Good Luck  – paru chez Arts & Crafts au Canada et Sub Pop pour le reste du monde, nous arrive dans la foulée d’une série de simples et de EP qui ont cimenté la réputation de Debby Friday en tant qu’artiste à surveiller – carrément. Elle détient une maîtrise en beaux-arts et ses vidéoclips sont fortement influencés par ses études et sa passion pour l’art de raconter des histoires en images. Le clip de son simple « What a Man » fait référence à la tristement célèbre peinture du 17e siècle Judith tuant Holopherne d’Artemisia Gentileschi – l’une des seules artistes professionnelles de l’ère baroque en Italie. Elle a également lancé un court-métrage d’horreur surréaliste pour accompagner son album. Mais malgré tout cela, il n’y a pas un art qui se compare à la création d’une chanson, selon elle.

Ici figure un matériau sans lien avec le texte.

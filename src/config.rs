//! Atom package configuration
//!
//! Loaded from a TOML document with an `[atoms]` table:
//!
//! ```toml
//! [atoms]
//! package_root = "src"
//! template_dirs = ["html", "templates"]
//! ```

use std::path::{Path, PathBuf};

use serde::Deserialize;

use crate::error::Error;

/// Where atom packages live and which of their directories hold templates
#[derive(Debug, Clone, PartialEq, Deserialize)]
#[serde(default)]
pub struct AtomsConfig {
    /// Directory packages are resolved against; `a.b` maps to `<root>/a/b`
    pub package_root: PathBuf,
    /// Template directories inside a package, searched in order
    pub template_dirs: Vec<String>,
}

impl Default for AtomsConfig {
    fn default() -> Self {
        Self {
            package_root: PathBuf::from("."),
            template_dirs: vec!["html".to_string(), "templates".to_string()],
        }
    }
}

#[derive(Deserialize)]
struct TomlConfig {
    #[serde(default)]
    atoms: AtomsConfig,
}

impl AtomsConfig {
    pub fn with_package_root(mut self, root: impl Into<PathBuf>) -> Self {
        self.package_root = root.into();
        self
    }

    pub fn with_template_dirs<S: Into<String>>(mut self, dirs: impl IntoIterator<Item = S>) -> Self {
        self.template_dirs = dirs.into_iter().map(Into::into).collect();
        self
    }

    /// Load from a TOML file; a relative `package_root` is taken relative to the file
    pub fn from_file(path: &Path) -> Result<Self, Error> {
        let content = std::fs::read_to_string(path).map_err(|source| Error::Io {
            path: path.to_path_buf(),
            source,
        })?;
        let mut config = Self::from_str(&content)?;
        if config.package_root.is_relative() {
            if let Some(dir) = path.parent() {
                config.package_root = dir.join(&config.package_root);
            }
        }
        Ok(config)
    }

    /// Load from a TOML string
    #[allow(clippy::should_implement_trait)]
    pub fn from_str(content: &str) -> Result<Self, Error> {
        let parsed: TomlConfig = toml::from_str(content)?;
        Ok(parsed.atoms)
    }

    /// Directory of a dotted package name
    pub fn package_dir(&self, package: &str) -> PathBuf {
        package
            .split('.')
            .fold(self.package_root.clone(), |dir, segment| dir.join(segment))
    }

    /// Template search path of a package, in lookup order
    pub fn search_path(&self, package: &str) -> Vec<PathBuf> {
        let dir = self.package_dir(package);
        self.template_dirs.iter().map(|d| dir.join(d)).collect()
    }
}
//! Lexer for template tags and expressions using logos
//!
//! Template source is first split into segments (text, `{{ ... }}`,
//! `{% ... %}`, `{# ... #}`); only the inside of variable and block
//! segments is tokenized.

use logos::Logos;

use crate::error::{format_token, line_at, SyntaxError};

/// Byte range in source text
pub type Span = std::ops::Range<usize>;

#[derive(Logos, Debug, Clone, PartialEq)]
#[logos(skip r"[ \t\n\r]+")]
pub enum Token {
    // Segment terminators
    #[token("%}")]
    BlockEnd,
    #[token("}}")]
    VariableEnd,

    // Delimiters
    #[token("(")]
    ParenOpen,
    #[token(")")]
    ParenClose,
    #[token("[")]
    BracketOpen,
    #[token("]")]
    BracketClose,
    #[token("{")]
    BraceOpen,
    #[token("}")]
    BraceClose,
    #[token(",")]
    Comma,
    #[token(":")]
    Colon,
    #[token(".")]
    Dot,

    // Operators (longer first)
    #[token("==")]
    EqEq,
    #[token("!=")]
    NotEq,
    #[token("=")]
    Assign,
    #[token("-")]
    Minus,

    // Literals
    #[regex(r"[a-zA-Z_][a-zA-Z0-9_]*", |lex| lex.slice().to_string())]
    Ident(String),

    #[regex(r"[0-9]+", |lex| lex.slice().parse::<i64>().ok())]
    Integer(i64),

    #[regex(r"[0-9]+\.[0-9]+", |lex| lex.slice().parse::<f64>().ok())]
    Float(f64),

    #[regex(r#""([^"\\]|\\.)*""#, |lex| unescape(lex.slice()))]
    #[regex(r#"'([^'\\]|\\.)*'"#, |lex| unescape(lex.slice()))]
    String(String),
}

/// Strip quotes and resolve backslash escapes
fn unescape(quoted: &str) -> String {
    let inner = &quoted[1..quoted.len() - 1];
    let mut out = String::with_capacity(inner.len());
    let mut chars = inner.chars();
    while let Some(c) = chars.next() {
        if c != '\\' {
            out.push(c);
            continue;
        }
        match chars.next() {
            Some('n') => out.push('\n'),
            Some('t') => out.push('\t'),
            Some('r') => out.push('\r'),
            Some(other) => out.push(other),
            None => out.push('\\'),
        }
    }
    out
}

/// Lex input string into tokens with spans
pub fn lex(input: &str) -> impl Iterator<Item = (Token, Span)> + '_ {
    Token::lexer(input)
        .spanned()
        .filter_map(|(tok, span)| tok.ok().map(|t| (t, span)))
}

/// A top-level piece of template source
#[derive(Debug, Clone, PartialEq)]
pub enum Segment {
    Text { text: String, span: Span },
    /// `{{ ... }}`; tokens exclude the delimiters
    Variable { tokens: Vec<(Token, Span)>, span: Span },
    /// `{% ... %}`; tokens exclude the delimiters
    Block { tokens: Vec<(Token, Span)>, span: Span },
}

impl Segment {
    pub fn span(&self) -> &Span {
        match self {
            Segment::Text { span, .. }
            | Segment::Variable { span, .. }
            | Segment::Block { span, .. } => span,
        }
    }
}

#[derive(Clone, Copy, PartialEq)]
enum Opener {
    Variable,
    Block,
    Comment,
}

/// Split template source into segments
pub fn segments(source: &str) -> Result<Vec<Segment>, SyntaxError> {
    let mut out = Vec::new();
    let mut pos = 0;

    while pos < source.len() {
        let Some((start, opener)) = next_opener(source, pos) else {
            out.push(Segment::Text {
                text: source[pos..].to_string(),
                span: pos..source.len(),
            });
            break;
        };

        if start > pos {
            out.push(Segment::Text {
                text: source[pos..start].to_string(),
                span: pos..start,
            });
        }

        pos = match opener {
            Opener::Comment => match source[start + 2..].find("#}") {
                Some(rel) => start + 2 + rel + 2,
                None => {
                    return Err(SyntaxError::new(
                        "missing end of comment tag",
                        start..source.len(),
                        line_at(source, start),
                    ))
                }
            },
            Opener::Variable | Opener::Block => {
                let (segment, end) = lex_tag(source, start, opener)?;
                out.push(segment);
                end
            }
        };
    }

    Ok(out)
}

fn next_opener(source: &str, from: usize) -> Option<(usize, Opener)> {
    let rest = &source[from..];
    [
        ("{{", Opener::Variable),
        ("{%", Opener::Block),
        ("{#", Opener::Comment),
    ]
    .into_iter()
    .filter_map(|(pat, opener)| rest.find(pat).map(|i| (from + i, opener)))
    .min_by_key(|(i, _)| *i)
}

/// Tokenize one variable/block segment starting at `start` (the opener)
fn lex_tag(source: &str, start: usize, opener: Opener) -> Result<(Segment, usize), SyntaxError> {
    let base = start + 2;
    let mut lexer = Token::lexer(&source[base..]);
    let mut tokens = Vec::new();
    let mut depth = 0usize;
    let closer = if opener == Opener::Block { "'%}'" } else { "'}}'" };

    loop {
        let Some(result) = lexer.next() else {
            return Err(SyntaxError::new(
                format!("unexpected end of template, expected {}", closer),
                start..source.len(),
                line_at(source, start),
            )
            .with_expected(vec![closer.to_string()]));
        };
        let span = (base + lexer.span().start)..(base + lexer.span().end);

        let tok = match result {
            Ok(tok) => tok,
            Err(()) => {
                return Err(SyntaxError::new(
                    format!("unexpected character '{}'", &source[span.clone()]),
                    span.clone(),
                    line_at(source, span.start),
                ))
            }
        };

        match (tok, opener) {
            (Token::BlockEnd, Opener::Block) => {
                let segment = Segment::Block {
                    tokens,
                    span: start..span.end,
                };
                return Ok((segment, span.end));
            }
            (Token::VariableEnd, Opener::Variable) if depth == 0 => {
                let segment = Segment::Variable {
                    tokens,
                    span: start..span.end,
                };
                return Ok((segment, span.end));
            }
            (Token::VariableEnd, _) => {
                // `}}` closing nested map literals
                tokens.push((Token::BraceClose, span.start..span.start + 1));
                tokens.push((Token::BraceClose, span.start + 1..span.end));
                depth = depth.saturating_sub(2);
            }
            (Token::BlockEnd, Opener::Variable) => {
                return Err(SyntaxError::new(
                    format!("unexpected {}", format_token(&Token::BlockEnd)),
                    span.clone(),
                    line_at(source, span.start),
                ));
            }
            (tok, _) => {
                match tok {
                    Token::BraceOpen => depth += 1,
                    Token::BraceClose => depth = depth.saturating_sub(1),
                    _ => {}
                }
                tokens.push((tok, span));
            }
        }
    }
}

/// Cursor over the tokens of one tag, with the `expect`/`current`/advance
/// operations tag parsers are written against
#[derive(Debug, Clone)]
pub struct TokenStream<'s> {
    source: &'s str,
    tokens: Vec<(Token, Span)>,
    pos: usize,
    /// Offset of the closing delimiter; spans at end of stream point here
    end: usize,
}

impl<'s> TokenStream<'s> {
    pub fn new(source: &'s str, tokens: Vec<(Token, Span)>, end: usize) -> Self {
        Self {
            source,
            tokens,
            pos: 0,
            end,
        }
    }

    pub fn source(&self) -> &'s str {
        self.source
    }

    pub fn current(&self) -> Option<&Token> {
        self.tokens.get(self.pos).map(|(t, _)| t)
    }

    pub fn peek(&self) -> Option<&Token> {
        self.tokens.get(self.pos + 1).map(|(t, _)| t)
    }

    pub fn current_span(&self) -> Span {
        self.tokens
            .get(self.pos)
            .map(|(_, s)| s.clone())
            .unwrap_or(self.end..self.end)
    }

    /// Raw source text of the current token
    pub fn current_slice(&self) -> &'s str {
        let span = self.current_span();
        &self.source[span]
    }

    pub fn is(&self, tok: &Token) -> bool {
        self.current() == Some(tok)
    }

    pub fn at_eof(&self) -> bool {
        self.pos >= self.tokens.len()
    }

    pub fn advance(&mut self) -> Option<(Token, Span)> {
        let item = self.tokens.get(self.pos).cloned();
        if item.is_some() {
            self.pos += 1;
        }
        item
    }

    pub fn skip_if(&mut self, tok: &Token) -> bool {
        if self.is(tok) {
            self.pos += 1;
            true
        } else {
            false
        }
    }

    /// Consume `tok` or fail with a syntax error at the current position
    pub fn expect(&mut self, tok: &Token) -> Result<Span, SyntaxError> {
        if self.is(tok) {
            let span = self.current_span();
            self.pos += 1;
            return Ok(span);
        }
        Err(self
            .unexpected()
            .with_expected(vec![format_token(tok)]))
    }

    pub fn expect_ident(&mut self) -> Result<(String, Span), SyntaxError> {
        match self.current() {
            Some(Token::Ident(name)) => {
                let name = name.clone();
                let span = self.current_span();
                self.pos += 1;
                Ok((name, span))
            }
            _ => Err(self.unexpected().with_expected(vec!["identifier".to_string()])),
        }
    }

    /// Fail unless every token of the tag has been consumed
    pub fn expect_end(&self) -> Result<(), SyntaxError> {
        if self.at_eof() {
            Ok(())
        } else {
            Err(self
                .unexpected()
                .with_expected(vec!["end of statement block".to_string()]))
        }
    }

    /// Syntax error describing the current token
    pub fn unexpected(&self) -> SyntaxError {
        let message = match self.current() {
            Some(tok) => format!("unexpected {}", format_token(tok)),
            None => "unexpected end of statement".to_string(),
        };
        self.error(message)
    }

    pub fn error(&self, message: impl Into<String>) -> SyntaxError {
        let span = self.current_span();
        let line = self.line_of(span.start);
        SyntaxError::new(message, span, line)
    }

    pub fn line_of(&self, offset: usize) -> usize {
        line_at(self.source, offset)
    }

    pub(crate) fn remaining(&self) -> &[(Token, Span)] {
        &self.tokens[self.pos..]
    }

    pub(crate) fn end_offset(&self) -> usize {
        self.end
    }

    /// Skip all tokens starting before byte offset `end`
    pub(crate) fn seek_past(&mut self, end: usize) {
        while self.pos < self.tokens.len() && self.tokens[self.pos].1.start < end {
            self.pos += 1;
        }
    }
}

#[cfg(test)]
mod tests {
    use super::*;
    use pretty_assertions::assert_eq;

    fn tokens(input: &str) -> Vec<Token> {
        lex(input).map(|(t, _)| t).collect()
    }

    #[test]
    fn test_atom_tag_tokens() {
        assert_eq!(
            tokens("atom ta:abc.simple_block()"),
            vec![
                Token::Ident("atom".to_string()),
                Token::Ident("ta".to_string()),
                Token::Colon,
                Token::Ident("abc".to_string()),
                Token::Dot,
                Token::Ident("simple_block".to_string()),
                Token::ParenOpen,
                Token::ParenClose,
            ]
        );
    }

    #[test]
    fn test_literals() {
        assert_eq!(
            tokens(r#"38 3.5 "parrots" 'single \'q\''"#),
            vec![
                Token::Integer(38),
                Token::Float(3.5),
                Token::String("parrots".to_string()),
                Token::String("single 'q'".to_string()),
            ]
        );
    }

    #[test]
    fn test_operators() {
        assert_eq!(
            tokens("a = b == c != d"),
            vec![
                Token::Ident("a".to_string()),
                Token::Assign,
                Token::Ident("b".to_string()),
                Token::EqEq,
                Token::Ident("c".to_string()),
                Token::NotEq,
                Token::Ident("d".to_string()),
            ]
        );
    }

    #[test]
    fn test_minus() {
        assert_eq!(
            tokens("x[-1]"),
            vec![
                Token::Ident("x".to_string()),
                Token::BracketOpen,
                Token::Minus,
                Token::Integer(1),
                Token::BracketClose,
            ]
        );
    }

    #[test]
    fn test_segments_split() {
        let segs = segments("<p>{{ x }}</p>{# note #}{% set y = 1 %}").unwrap();
        assert_eq!(segs.len(), 4);
        assert!(matches!(&segs[0], Segment::Text { text, .. } if text == "<p>"));
        assert!(matches!(&segs[1], Segment::Variable { tokens, .. } if tokens.len() == 1));
        assert!(matches!(&segs[2], Segment::Text { text, .. } if text == "</p>"));
        assert!(matches!(&segs[3], Segment::Block { tokens, .. } if tokens.len() == 4));
    }

    #[test]
    fn test_segments_nested_map_close() {
        let segs = segments("{% set m = {'a': {'b': 1}} %}").unwrap();
        match &segs[0] {
            Segment::Block { tokens, .. } => {
                let closes = tokens
                    .iter()
                    .filter(|(t, _)| *t == Token::BraceClose)
                    .count();
                assert_eq!(closes, 2);
            }
            other => panic!("Expected block, got {:?}", other),
        }
    }

    #[test]
    fn test_unclosed_block() {
        let err = segments("text\n{% atom ta:abc.simple_block }").unwrap_err();
        assert_eq!(err.line, 2);
        assert!(err.message.contains("expected '%}'"));
    }

    #[test]
    fn test_unclosed_comment() {
        assert!(segments("{# never closed").is_err());
    }

    #[test]
    fn test_stream_expect() {
        let source = "ta:echo";
        let toks: Vec<_> = lex(source).collect();
        let mut stream = TokenStream::new(source, toks, source.len());
        assert_eq!(stream.expect_ident().unwrap().0, "ta");
        stream.expect(&Token::Colon).unwrap();
        assert_eq!(stream.current_slice(), "echo");
        stream.advance();
        assert!(stream.at_eof());
        let err = stream.expect(&Token::ParenOpen).unwrap_err();
        assert_eq!(err.message, "unexpected end of statement");
        assert_eq!(err.expected, vec!["'('".to_string()]);
    }
}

« Je crois que la musique est la forme d’art la plus rassembleuse parce que tu n’as pas besoin de parler la langue de la chanson », dit-elle. « En fait, une chanson n’a même pas besoin d’avoir des paroles pour que tu ressentes une connexion avec elle et avec les gens à travers elle. Des gens aux quatre coins de la planète peuvent ressentir la même chose quand ils entendent un morceau de musique. Je trouve ça absolument magnifique. »

L’artiste nous explique que pour son premier album, elle souhaitait faire passer son écriture et son talent de productrice à un niveau supérieur. « Avant, j’étais très à l’aise avec un seul mode d’expression, mais pour ce projet, je voulais être un peu plus ouverte et vulnérable. Je sentais en dedans de moi ce petit côté qui disait “OK, c’est le temps de faire les choses autrement. Il faut aller plus loin.” J’ai écouté cette voix intérieure et je l’ai suivie. »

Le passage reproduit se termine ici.